Dr. Thankam Thyvalikakath, DMD, MDS, PhD, a study author and director of dental informatics at the Indiana University School of Dentistry and Regenstrief Institute, highlights the significant issue of delayed diagnoses among individuals with Sjögren’s. Often, symptoms like dry mouth, frequently observed in dental patients, are erroneously attributed to medications or aging-related hormonal changes instead of being linked to Sjögren’s.
Diagnosis delays can lead to irreversible damage across various body systems, including extensive tooth loss, by the time Sjögren’s is confirmed. Previous research on oral health in Sjögren’s patients primarily involved prospective studies based on established clinical criteria. However, Regenstrief’s retrospective study marked a milestone by identifying Sjögren’s diagnoses within dental patients’ EHR data.
Leveraging the Indiana Network of Patient Care database, a repository of patient data from Central Indiana healthcare systems, this study uncovered a stark information gap: only 31% of patients diagnosed with Sjögren’s in their EHR had corresponding documentation in their dental records.
This discrepancy underscores the challenge wherein dentists heavily rely on patients to disclose their medical conditions, leading to missed opportunities for preventive dental care among individuals with Sjögren’s. Communication lapses between dental and healthcare providers further exacerbate treatment delays, with dentists typically waiting over a week to access relevant EHR data.
The historical separation between medical and dental care shaped the initial design of electronic dental and health records, prioritizing domain-specific functions over interoperability. However, recent efforts have spotlighted interoperability enhancements, aiming to bridge the data gap between these systems. Establishing health information exchanges (HIEs) at regional or statewide levels could facilitate seamless data exchange among healthcare professionals.
The study unveiled a predominantly female demographic among Sjögren’s diagnoses, aligning with previous research. Notably, over 30% of these women reported joint pain, muscle pain, and fibromyalgia before their Sjögren’s diagnosis, potentially serving as early indicators of the disease.

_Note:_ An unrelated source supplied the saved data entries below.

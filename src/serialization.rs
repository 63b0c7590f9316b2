//! Serialization of fitted model parameters.
//!
//! Parameter representations contain only plain numbers (no backend tensors), so the
//! encoded bytes are independent of the backend a model was trained on.

/// Parameter representations that can be encoded to and decoded from bytes.
pub trait SerializableParams: Sized {
    fn to_bytes(&self) -> bincode::Result<Vec<u8>>;

    fn from_bytes(bytes: &[u8]) -> bincode::Result<Self>;
}

impl<T> SerializableParams for T
where
    T: serde::Serialize + for<'de> serde::Deserialize<'de>,
{
    fn to_bytes(&self) -> bincode::Result<Vec<u8>> {
        bincode::serialize(self)
    }

    fn from_bytes(bytes: &[u8]) -> bincode::Result<Self> {
        bincode::deserialize(bytes)
    }
}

Dr. Thyvalikakath and her team are gearing up for further research aiming to identify early biomarkers for Sjögren’s. They plan to train dental students and faculty in practice-based research, emphasizing interprofessional care to manage these conditions effectively. Collaborating with the IU School of Medicine’s rheumatology department and Purdue College of Pharmacy, they will conduct a longitudinal study measuring serum and salivary markers in susceptible dental patients.
The study will recruit women aged 30 and above diagnosed with fibromyalgia, joint pain, or fatigue. Monitoring these patients over several years, the research aims to identify potential chemical changes in saliva that could serve as early markers for Sjögren’s, even before dry mouth symptoms manifest.
Patients displaying certain markers will undergo telehealth consultations involving rheumatologists, pharmacy researchers, and dental providers to discuss diagnosis and management plans.
Regenstrief’s pioneering work not only spotlights the critical linkage between dental and overall health but also underscores the need for improved data sharing and collaborative care models to enhance patient outcomes in conditions like Sjögren’s.
Regenstrief’s paradigm-shifting research showcases the pivotal role of integrated dental and EHR data in revolutionizing Sjögren’s management. Addressing disparities in documenting Sjögren’s emphasizes the necessity for proactive preventive care strategies. Early symptom recognition becomes integral, driving the quest for predictive biomarkers via saliva testing. Collaborative efforts among dental, medical, and pharmacy realms mark a promising approach for identifying and managing Sjögren’s, underscoring the potential impact of interdisciplinary research in transforming patient care.